A phase I study of XL184, a RET, VEGFR2, and MET kinase inhibitor, in patients (pts) with advanced malignancies, including pts with medullary thyroid cancer (MTC)

Abstract

3522 Background: XL184 is an orally bioavailable inhibitor of RET, MET & VEGFR2. XL184 strongly inhibits cell proliferation in MTC cell lines harboring activated RET, & pharmacodynamic studies showed substantial inhibition of RET & MET phosphorylation in TT (MTC model) xenograft tumors. Methods: Pts received XL184 QD on Days (d) 1–5 of each 14 d cycle (5&9 schedule), or continuous QD dosing. Dosing changed from mg/kg (Cohorts [C] 1–9) to flat dosing in C10. The formulation changed from suspension to capsules in C12. Response, PK & pharmacodynamic parameters are assessed.
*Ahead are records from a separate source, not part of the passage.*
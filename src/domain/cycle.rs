use chrono::{DateTime, Utc};
use rust_decimal::Decimal;
use serde::{Deserialize, Serialize};

use crate::error::{CyclerError, Result};
use crate::exchange::Exchange;

/// Cycle status
///
/// Transitions only move forward: buy -> sell -> completed, or
/// {buy, sell} -> cancelled. Completed and cancelled are terminal.
#[derive(Debug, Clone, Copy, PartialEq, Eq, Serialize, Deserialize)]
#[serde(rename_all = "lowercase")]
pub enum CycleStatus {
    /// Buy order placed, waiting for fill
    Buy,
    /// Buy filled, sell order placed (or pending re-placement)
    Sell,
    /// Sell filled, round-trip finished
    Completed,
    /// Ended without completing the round-trip
    Cancelled,
}

impl CycleStatus {
    pub fn is_terminal(&self) -> bool {
        matches!(self, CycleStatus::Completed | CycleStatus::Cancelled)
    }

    pub fn is_active(&self) -> bool {
        matches!(self, CycleStatus::Buy | CycleStatus::Sell)
    }

    /// Forward-only transition check.
    pub fn can_transition_to(&self, next: CycleStatus) -> bool {
        matches!(
            (self, next),
            (CycleStatus::Buy, CycleStatus::Sell)
                | (CycleStatus::Buy, CycleStatus::Cancelled)
                | (CycleStatus::Sell, CycleStatus::Completed)
                | (CycleStatus::Sell, CycleStatus::Cancelled)
        )
    }
}

impl std::fmt::Display for CycleStatus {
    fn fmt(&self, f: &mut std::fmt::Formatter<'_>) -> std::fmt::Result {
        match self {
            CycleStatus::Buy => write!(f, "buy"),
            CycleStatus::Sell => write!(f, "sell"),
            CycleStatus::Completed => write!(f, "completed"),
            CycleStatus::Cancelled => write!(f, "cancelled"),
        }
    }
}

/// One buy-then-sell trading round-trip.
///
/// Created by the new-cycle flow with `status = buy`; mutated only by
/// the reconciliation engine and the manual cancel flow. Order ids are
/// opaque exchange-specific strings and must never be assumed to share
/// a format across exchanges.
#[derive(Debug, Clone, Serialize, Deserialize)]
pub struct Cycle {
    /// Monotonic integer id, assigned by the repository on first save
    #[serde(default)]
    pub id_int: u64,
    pub exchange: Exchange,
    pub status: CycleStatus,
    /// BTC quantity; reconciled to the executed quantity once the buy
    /// fills
    pub quantity: Decimal,
    /// USDC per BTC
    pub buy_price: Decimal,
    /// USDC per BTC; zero until the buy fills
    #[serde(default)]
    pub sell_price: Decimal,
    pub buy_id: String,
    /// Empty while `status == buy`, and also when sell placement
    /// failed and is pending re-creation
    #[serde(default)]
    pub sell_id: String,
    /// Time of buy-order placement
    pub created_at: DateTime<Utc>,
    /// Time the sell was observed filled; never before `created_at`
    #[serde(default)]
    pub completed_at: Option<DateTime<Utc>>,
    #[serde(default)]
    pub purchase_amount_usdc: Decimal,
    #[serde(default)]
    pub sale_amount_usdc: Decimal,
    #[serde(default)]
    pub total_fees: Decimal,
    /// sale_amount_usdc - purchase_amount_usdc
    #[serde(default)]
    pub exact_exchange_gain: Decimal,
}

impl Cycle {
    pub fn new(
        exchange: Exchange,
        quantity: Decimal,
        buy_price: Decimal,
        buy_id: String,
        created_at: DateTime<Utc>,
    ) -> Self {
        Self {
            id_int: 0,
            exchange,
            status: CycleStatus::Buy,
            quantity,
            buy_price,
            sell_price: Decimal::ZERO,
            buy_id,
            sell_id: String::new(),
            created_at,
            completed_at: None,
            purchase_amount_usdc: Decimal::ZERO,
            sale_amount_usdc: Decimal::ZERO,
            total_fees: Decimal::ZERO,
            exact_exchange_gain: Decimal::ZERO,
        }
    }

    /// Whole days since the buy order was placed.
    pub fn age_days(&self, now: DateTime<Utc>) -> i64 {
        (now - self.created_at).num_days()
    }

    /// Realized gain net of all fees; meaningful for completed cycles.
    pub fn net_gain(&self) -> Decimal {
        self.exact_exchange_gain - self.total_fees
    }

    /// Move to `next`, enforcing the forward-only machine.
    pub fn transition(&mut self, next: CycleStatus) -> Result<()> {
        if !self.status.can_transition_to(next) {
            return Err(CyclerError::InvalidStateTransition {
                from: self.status.to_string(),
                to: next.to_string(),
            });
        }
        self.status = next;
        Ok(())
    }
}

#[cfg(test)]
mod tests {
    use super::*;
    use rust_decimal_macros::dec;

    fn cycle() -> Cycle {
        Cycle::new(
            Exchange::Binance,
            dec!(0.01),
            dec!(60000),
            "12345".to_string(),
            Utc::now(),
        )
    }

    #[test]
    fn status_only_moves_forward() {
        let forward = [
            (CycleStatus::Buy, CycleStatus::Sell),
            (CycleStatus::Buy, CycleStatus::Cancelled),
            (CycleStatus::Sell, CycleStatus::Completed),
            (CycleStatus::Sell, CycleStatus::Cancelled),
        ];
        for (from, to) in forward {
            assert!(from.can_transition_to(to), "{from} -> {to} must be legal");
        }

        let backward = [
            (CycleStatus::Sell, CycleStatus::Buy),
            (CycleStatus::Completed, CycleStatus::Sell),
            (CycleStatus::Completed, CycleStatus::Buy),
            (CycleStatus::Cancelled, CycleStatus::Buy),
            (CycleStatus::Cancelled, CycleStatus::Sell),
            (CycleStatus::Completed, CycleStatus::Cancelled),
            (CycleStatus::Cancelled, CycleStatus::Completed),
            (CycleStatus::Buy, CycleStatus::Completed),
        ];
        for (from, to) in backward {
            assert!(!from.can_transition_to(to), "{from} -> {to} must be illegal");
        }
    }

    #[test]
    fn transition_rejects_backward_move() {
        let mut c = cycle();
        c.transition(CycleStatus::Sell).unwrap();
        let err = c.transition(CycleStatus::Buy).unwrap_err();
        assert!(matches!(
            err,
            CyclerError::InvalidStateTransition { .. }
        ));
        assert_eq!(c.status, CycleStatus::Sell);
    }

    #[test]
    fn terminal_states() {
        assert!(CycleStatus::Completed.is_terminal());
        assert!(CycleStatus::Cancelled.is_terminal());
        assert!(CycleStatus::Buy.is_active());
        assert!(CycleStatus::Sell.is_active());
    }

    #[test]
    fn net_gain_subtracts_fees() {
        let mut c = cycle();
        c.exact_exchange_gain = dec!(50);
        c.total_fees = dec!(1.2);
        assert_eq!(c.net_gain(), dec!(48.8));
    }

    #[test]
    fn serde_round_trip_uses_lowercase_status() {
        let c = cycle();
        let json = serde_json::to_string(&c).unwrap();
        assert!(json.contains("\"status\":\"buy\""));
        let back: Cycle = serde_json::from_str(&json).unwrap();
        assert_eq!(back.status, CycleStatus::Buy);
        assert_eq!(back.quantity, c.quantity);
    }
}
Results: 55 pts (13 w/MTC) have been treated at 13 dose levels: 0.08 - 11.52 mg/kg, 5&9 (C1–9); 175 mg/d (C10), 265 mg/d (C11), 175 mg/d (C12), & 250 mg/d (C13). 6 DLTs include 1 report each of grade (G) 3 palmar/plantar erythema, & G 3 AST, ALT & lipase elevations at 11.52 mg/kg 5&9, and G 2 & 3 mucositis at 265 mg/d resulting in dose reduction. Prominent non-DLT toxicities include diarrhea & hypopigmentation of the hair. As of 12/3/2007...